This sub-region of the capital has much in common with ‘bereaved’ areas such as Cornwall, Teesside and West Wales, writes the CEO of Localis.
It seems to be an incomparable rule of thumb that when writing about urban renewal, Lord Heseltine will at some point be included in the discussion framework. It is something similar to Godwin’s law of internet arguments, which quickly falls to mention of a certain infamous dictator.
Heseltine’s law requires that, within a certain range of economic renewal in disadvantaged areas, there be an inevitable reference to his role during Thatcher’s second period in the mid-1980s in running the London Docklands Corporation or the Liverpool Garden Festival after Toxteth. the riots.
So let’s get it and the big beast out of the way. Heseltine’s often expressed view is that the large number of local authorities in England is a barrier to economic development. When the coalition’s growth guru announced his report No Stone Unturned a decade ago, the coalition’s growth guru would often boast of how his abolition of districts in Scotland and Wales had led to little lamentation either north or west of the border. And when it comes to capital management, Heseltine likes to encourage London city councilors with his claim that five super-councils could manage more efficiently for its nearly 9.5 million inhabitants.
Civic and economic geography
While this would clearly not be a good thing for either local democratic accountability, the provision of valued services or a sense of identity, there is a self-evident subregional argument for making the best possible use of civic and economic geography in London. And it already exists in the form of the four sub-regional partnerships across the capital.
The capital is still characterized as Great Wen – its growth is characterized as disproportionate to other parts of the country and problematic
Localis was commissioned by the local sub-region of London to investigate the case of the leveling of districts in east and north-east London. The relationship between the leveling agenda and London has been the subject of intense scrutiny inside and outside.

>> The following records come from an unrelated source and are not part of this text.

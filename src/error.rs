//! Error types for Posture Nudge
//!
//! None of these are fatal to monitoring: every variant describes a rejected or
//! degraded operation that leaves engine state as it was.

use thiserror::Error;

/// Errors that can occur while driving the engine
#[derive(Debug, Error)]
pub enum CoachError {
    #[error("Invalid setting: {0}")]
    InvalidSetting(String),

    #[error("Exception app already registered: {0}")]
    DuplicateException(String),

    #[error("Reminder not found: {0}")]
    NotFound(String),

    #[error("Dropped sample: {0}")]
    DroppedSample(String),

    #[error("Notification delivery failed: {0}")]
    DeliveryFailure(String),

    #[error("Invalid JSON: {0}")]
    JsonError(#[from] serde_json::Error),

    #[error("Storage error: {0}")]
    StorageError(String),

    #[error("Failed to parse input: {0}")]
    ParseError(String),
}
//! Posture classification
//!
//! Turns raw motion/orientation samples into a smoothed behavior state.
//!
//! Each sample first yields an instantaneous candidate state. The reported state
//! only changes once a candidate collects `quorum` votes among the last `window`
//! candidates. The default quorum is the whole window, so a noise spike shorter
//! than the window cannot flip the state.

use crate::config::ClassifierConfig;
use crate::error::CoachError;
use crate::types::{BehaviorSample, BehaviorState, RawMotion};
use chrono::{DateTime, Duration, Utc};
use serde::{Deserialize, Serialize};
use std::collections::VecDeque;

/// Counters exposed for diagnostics
#[derive(Debug, Clone, Copy, Default, PartialEq, Eq, Serialize, Deserialize)]
pub struct ClassifierMetrics {
    pub accepted_samples: u64,
    pub dropped_samples: u64,
    pub state_changes: u64,
}

/// Stateful posture classifier with fixed-window majority smoothing
#[derive(Debug, Clone)]
pub struct PostureClassifier {
    config: ClassifierConfig,
    window: VecDeque<BehaviorState>,
    state: BehaviorState,
    state_since: Option<DateTime<Utc>>,
    last_timestamp: Option<DateTime<Utc>>,
    metrics: ClassifierMetrics,
}

impl Default for PostureClassifier {
    fn default() -> Self {
        Self::new(ClassifierConfig::default())
    }
}

impl PostureClassifier {
    pub fn new(config: ClassifierConfig) -> Self {
        let window = config.window.max(1);
        Self {
            config,
            window: VecDeque::with_capacity(window),
            state: BehaviorState::Stationary,
            state_since: None,
            last_timestamp: None,
            metrics: ClassifierMetrics::default(),
        }
    }

    /// Classify a sample and return the smoothed state.
    ///
    /// Out-of-order and malformed samples are counted and rejected with
    /// `DroppedSample`; classifier state is left untouched.
    pub fn classify(&mut self, sample: &RawMotion) -> Result<BehaviorSample, CoachError> {
        if let Err(reason) = self.check_sample(sample) {
            log::debug!("dropping sample at {}: {}", sample.timestamp, reason);
            self.record_dropped();
            return Err(CoachError::DroppedSample(reason));
        }

        self.last_timestamp = Some(sample.timestamp);
        self.metrics.accepted_samples += 1;

        let candidate = self.candidate_state(sample);
        let capacity = self.config.window.max(1);
        self.window.push_back(candidate);
        while self.window.len() > capacity {
            self.window.pop_front();
        }

        if self.state_since.is_none() {
            self.state_since = Some(sample.timestamp);
        }

        if let Some(winner) = self.vote() {
            if winner != self.state {
                log::debug!(
                    "behavior state {} -> {} at {}",
                    self.state.as_str(),
                    winner.as_str(),
                    sample.timestamp
                );
                self.state = winner;
                self.state_since = Some(sample.timestamp);
                self.metrics.state_changes += 1;
            }
        }

        Ok(BehaviorSample {
            timestamp: sample.timestamp,
            state: self.state,
            app_context: sample.foreground_app.clone(),
        })
    }

    /// Current smoothed state
    pub fn state(&self) -> BehaviorState {
        self.state
    }

    /// When the current smoothed state began
    pub fn state_since(&self) -> Option<DateTime<Utc>> {
        self.state_since
    }

    /// How long the current state has been held as of `now`
    pub fn sustained(&self, now: DateTime<Utc>) -> Duration {
        match self.state_since {
            Some(since) if now > since => now - since,
            _ => Duration::zero(),
        }
    }

    pub fn metrics(&self) -> ClassifierMetrics {
        self.metrics
    }

    /// Count a sample that never reached `classify`, e.g. one that failed to parse
    pub fn record_dropped(&mut self) {
        self.metrics.dropped_samples += 1;
    }

    /// Forget the smoothing window and return to `Stationary`
    pub fn reset(&mut self) {
        self.window.clear();
        self.state = BehaviorState::Stationary;
        self.state_since = None;
    }

    fn check_sample(&self, sample: &RawMotion) -> Result<(), String> {
        if let Some(last) = self.last_timestamp {
            if sample.timestamp <= last {
                return Err(format!(
                    "timestamp {} is not after previous sample {}",
                    sample.timestamp, last
                ));
            }
        }
        let values = [sample.motion_intensity, sample.step_cadence, sample.tilt_deg];
        if values.iter().any(|v| !v.is_finite()) {
            return Err("non-finite sensor value".to_string());
        }
        if sample.motion_intensity < 0.0 || sample.step_cadence < 0.0 {
            return Err("negative intensity or cadence".to_string());
        }
        if !(0.0..=180.0).contains(&sample.tilt_deg) {
            return Err(format!("tilt {} outside 0-180 degrees", sample.tilt_deg));
        }
        Ok(())
    }

    /// Instantaneous state for a single sample
    fn candidate_state(&self, sample: &RawMotion) -> BehaviorState {
        let c = &self.config;
        let lying = sample.tilt_deg >= c.lying_tilt_deg
            && sample.motion_intensity < c.walking_min_intensity;
        let walking = sample.step_cadence >= c.walking_min_cadence
            && sample.step_cadence < c.running_cadence
            && sample.motion_intensity >= c.walking_min_intensity;
        let exercising = sample.step_cadence >= c.running_cadence
            || sample.motion_intensity >= c.exercise_intensity;

        BehaviorState::PRIORITY
            .into_iter()
            .find(|state| match state {
                BehaviorState::Lying => lying,
                BehaviorState::Walking => walking,
                BehaviorState::Exercising => exercising,
                BehaviorState::Stationary => true,
            })
            .unwrap_or(BehaviorState::Stationary)
    }

    /// Candidate with the most votes, if it reaches the quorum.
    /// Equal counts are broken by state priority.
    fn vote(&self) -> Option<BehaviorState> {
        let capacity = self.config.window.max(1);
        let quorum = self.config.quorum.clamp(1, capacity);

        let mut counts = [0usize; 4];
        for state in &self.window {
            counts[state.priority_rank()] += 1;
        }

        let (rank, count) = counts
            .iter()
            .enumerate()
            .fold((0, 0), |best, (rank, &count)| {
                if count > best.1 {
                    (rank, count)
                } else {
                    best
                }
            });

        if count >= quorum {
            Some(BehaviorState::PRIORITY[rank])
        } else {
            None
        }
    }
}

The capital is still characterized as Great Wen – its growth is characterized as disproportionate to other parts of the country and problematic. Hence the lack of any major details about the capital’s role in either building back better or up in level – suggesting that London as a whole will take care of itself while interventions are made to increase the rest of the country. Or that in order for the ‘left backward’ areas of the country to level up, London must somehow ‘level down’.
This is problematic for the local sub-region of London, which within the eight boroughs – Barking & Dagenham, Bexley, Enfield, Havering, Greenwich, Newham, Redbridge and Waltham Forest – contains some of the highest levels of the most disadvantaged neighborhoods in the country.
Local London should be eligible for the same money from the UK Shared Prosperity Fund, which was earmarked under previous EU support
In terms of population, Local London weighs about 2.3 million people. This is more or less on a par with West Midlands CA.
As a sub-region, it enjoys lower economic productivity (GVA) per capita. per capita than anywhere else in the capital – let alone the Greater Manchester, Liverpool City Region or West Midlands combined authorities. In our report, which looks at the role of East and North East London in local, regional and national growth (the clever title Local London and Leveling Up), Localis reveals that this sub-region has more in common in many surveys with ‘left behind’ areas such as Cornwall, Teesside and West Wales. So to begin with, local Londoners should be entitled to the same money from the UK Shared Prosperity Fund, which was earmarked under previous EU support.
In our report, Localis argues for improving physical and digital connectivity to encourage professional industries to locate and take advantage of the fact that London’s geography is moving east.
To this end, the central government must work with local partners to deftly direct investment in East London to meet the enormous economic, human and social potential of a large sub-region.
This could be in the form of a subregional growth agreement that would give local London leaders the power to ‘master plan’ – together with the government and the Greater London Authority – an ambitious vision for the area and dedicated funding to convene and coordinate individual boroughs and districts. external partners to ‘level up’ in this significant corner of the capital.
Based on last week’s expenditure review and ahead of the long-awaited publication of the White Paper on equalization, we can argue that Local London is not just an area in need of its own equalization, but as an engine for future growth that can help energy recovery in the rest of the country through tangible prospects for new knowledge-intensive industries and ‘shovel-clear’ investment opportunities.